Wien (SK) Mit scharfer Kritik reagiert
SPÖ-Rechnungshofsprecher Günther Kräuter auf einen Geschäftsordnungstrick der FPÖ in der vergangenen Parlamentswoche, wodurch die von der SPÖ geplante Diskussion zum Lkw-Wahnsinn auf Österreichs Bundes- und Landesstraßen mit dem zuständigen Minister Gorbach verhindert wurde. Kräuter: "Die FPÖ hat mit einer alles andere als dringenden Anfragebesprechung einer SPÖ-Anfrage zum Sport eine Debatte mit FPÖ-Verkehrsminister Hubert Gorbach zu den brennenden Verkehrsproblemen abgewürgt. Ich protestiere im Namen der in vielen Regionen in völlig unzumutbarer Weise betroffenen Bevölkerung gegen diese ungeheuerliche Vorgangsweise." ****

Das Gorbach über seinen Kabinettchef in einem Leserbrief in der heutigen "Kleinen Zeitung" auch noch wissen lasse, dass "es dem Demokratieverständnis unseres Vizekanzlers entspreche, dass er das Gespräch mit den gewählten Volksvertretern als oberste Priorität einstufe", sei "eine Dreistigkeit der besonderen Art", merkte Kräuter an.

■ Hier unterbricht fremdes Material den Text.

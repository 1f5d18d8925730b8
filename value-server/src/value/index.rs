//! Travel value index for one base/target country pair.

use crate::domain::{CountryCode, ValueError};

use super::real_rate::RealRateCalculator;

/// Result of one index computation. Ephemeral, computed per request.
#[derive(Debug, Clone, PartialEq)]
pub struct TravelValueResult {
    pub base: CountryCode,
    pub target: CountryCode,
    /// Real exchange rate right now.
    pub real_rate_current: f64,
    /// Real exchange rate averaged over the historical window.
    pub real_rate_historical: f64,
    /// `real_rate_current / real_rate_historical`. Above 1.0 the destination
    /// is currently cheaper than its historical norm for the traveler.
    pub index: f64,
    /// `(index − 1) × 100`.
    pub percent_vs_historical: f64,
    /// Human-readable reading of the index.
    pub interpretation: String,
}

/// Composes current and historical real rates into a travel value index.
///
/// Propagates every calculator error unchanged; the caller decides how to
/// surface them.
#[derive(Clone)]
pub struct TravelValueIndexer {
    calculator: RealRateCalculator,
}

impl TravelValueIndexer {
    pub fn new(calculator: RealRateCalculator) -> Self {
        Self { calculator }
    }

    /// Compute the travel value index for `base` → `target` against a
    /// `window_years` historical window.
    pub async fn index(
        &self,
        base: &CountryCode,
        target: &CountryCode,
        window_years: u32,
    ) -> Result<TravelValueResult, ValueError> {
        let real_rate_current = self.calculator.current(base, target).await?;
        let real_rate_historical = self.calculator.historical(base, target, window_years).await?;

        let index = real_rate_current / real_rate_historical;
        let percent_vs_historical = (index - 1.0) * 100.0;

        Ok(TravelValueResult {
            base: *base,
            target: *target,
            real_rate_current,
            real_rate_historical,
            index,
            percent_vs_historical,
            interpretation: interpret(percent_vs_historical),
        })
    }
}

/// A positive percentage means the target currency is currently weaker in
/// real terms than its historical norm, which favors the traveler.
fn interpret(percent_vs_historical: f64) -> String {
    let reading = if percent_vs_historical > 0.0 {
        "Better"
    } else {
        "Worse"
    };
    format!(
        "{reading} value than the historical norm ({:.1}%)",
        percent_vs_historical.abs()
    )
}
//! Real exchange rate computation.
//!
//! A real rate is a raw FX rate corrected for relative inflation between
//! the two economies: `fx × (cpi_base / cpi_target)`. Raw FX alone would
//! make a country look artificially cheap purely because of long-run
//! inflation differentials; the CPI ratio cancels that drift.

use std::sync::Arc;

use crate::directory::CurrencyDirectory;
use crate::domain::{CountryCode, CurrencyCode, ValueError};

use super::provider::{PriceIndexProvider, RateProvider};

/// Derives current and historical real exchange rates for country pairs.
///
/// Every failure propagates to the caller; there is no catch-and-continue
/// at this level.
#[derive(Clone)]
pub struct RealRateCalculator {
    directory: Arc<CurrencyDirectory>,
    rates: Arc<dyn RateProvider>,
    prices: Arc<dyn PriceIndexProvider>,
}

impl RealRateCalculator {
    pub fn new(
        directory: Arc<CurrencyDirectory>,
        rates: Arc<dyn RateProvider>,
        prices: Arc<dyn PriceIndexProvider>,
    ) -> Self {
        Self {
            directory,
            rates,
            prices,
        }
    }

    /// Resolve a country's currency, or fail with `InvalidCountry`.
    pub fn resolve_currency(&self, country: &CountryCode) -> Result<CurrencyCode, ValueError> {
        self.directory
            .country_to_currency(country)
            .ok_or(ValueError::InvalidCountry(*country))
    }

    /// Real exchange rate from `base` to `target` using the latest FX rate
    /// and the latest CPI value for each country.
    pub async fn current(
        &self,
        base: &CountryCode,
        target: &CountryCode,
    ) -> Result<f64, ValueError> {
        let base_currency = self.resolve_currency(base)?;
        let target_currency = self.resolve_currency(target)?;

        // rate(X, X) = 1 and cpi_x / cpi_x = 1: no provider calls needed
        if base == target {
            return Ok(1.0);
        }

        let fx = self
            .rates
            .latest(&base_currency, &target_currency)
            .await
            .ok_or(ValueError::MissingRateData {
                base: base_currency,
                target: target_currency,
            })?;
        check_rate(fx, &base_currency, &target_currency)?;

        let cpi_base = self
            .prices
            .latest(base)
            .await
            .ok_or(ValueError::MissingPriceData(*base))?;
        let cpi_target = self
            .prices
            .latest(target)
            .await
            .ok_or(ValueError::MissingPriceData(*target))?;

        Ok(fx * (check_cpi(cpi_base, base)? / check_cpi(cpi_target, target)?))
    }

    /// Real exchange rate from `base` to `target` averaged over the trailing
    /// `window_years` years ending at the last complete year (price index
    /// data characteristically lags by one year).
    pub async fn historical(
        &self,
        base: &CountryCode,
        target: &CountryCode,
        window_years: u32,
    ) -> Result<f64, ValueError> {
        let base_currency = self.resolve_currency(base)?;
        let target_currency = self.resolve_currency(target)?;

        if base == target {
            return Ok(1.0);
        }

        let insufficient = || ValueError::InsufficientHistory {
            base: *base,
            target: *target,
            window_years,
        };

        let fx = self
            .rates
            .window_average(&base_currency, &target_currency, window_years)
            .await
            .ok_or_else(insufficient)?;
        check_rate(fx, &base_currency, &target_currency)?;

        let cpi_base = self
            .prices
            .window_average(base, window_years)
            .await
            .ok_or_else(insufficient)?;
        let cpi_target = self
            .prices
            .window_average(target, window_years)
            .await
            .ok_or_else(insufficient)?;

        Ok(fx * (check_cpi(cpi_base, base)? / check_cpi(cpi_target, target)?))
    }
}

/// Upstream guarantees CPI > 0; anything else is a data integrity fault,
/// never coerced into Infinity/NaN.
fn check_cpi(value: f64, country: &CountryCode) -> Result<f64, ValueError> {
    if value.is_finite() && value > 0.0 {
        Ok(value)
    } else {
        Err(ValueError::DataIntegrityFault(format!(
            "CPI for {country} is not positive ({value})"
        )))
    }
}

/// FX observations are positive by invariant.
fn check_rate(rate: f64, base: &CurrencyCode, target: &CurrencyCode) -> Result<f64, ValueError> {
    if rate.is_finite() && rate > 0.0 {
        Ok(rate)
    } else {
        Err(ValueError::DataIntegrityFault(format!(
            "FX rate {base}/{target} is not positive ({rate})"
        )))
    }
}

Die Ergebnisse des groß angekündigten "Mautgipfels" von vergangener Woche hinter verschlossenen Türen wertet der SPÖ-Rechnungshofsprecher als "reines Ablenkungsmanöver" von den Problemen und als "untauglichen Versuch, die Bevölkerung für dumm zu verkaufen".

Kräuter: "Die einzige Handlung Gorbachs, zu einer nüchternen Analyse aufzurufen, ist entschieden zu wenig für einen zuständigen Verkehrsminister. Die tatsächlichen Probleme der Mautflucht und die gravierenden technischen Mängel des Mautsystems sind einmal mehr verdrängt und verleugnet worden. In Wahrheit steht die betroffene Bevölkerung heute vor dem Ergebnis der Inkompetenz von vier FPÖ-Ministern - Schmid, Forstinger, Reichhold, Gorbach - in vier Jahren, die allesamt in der Verkehrspolitik jämmerlich versagt haben."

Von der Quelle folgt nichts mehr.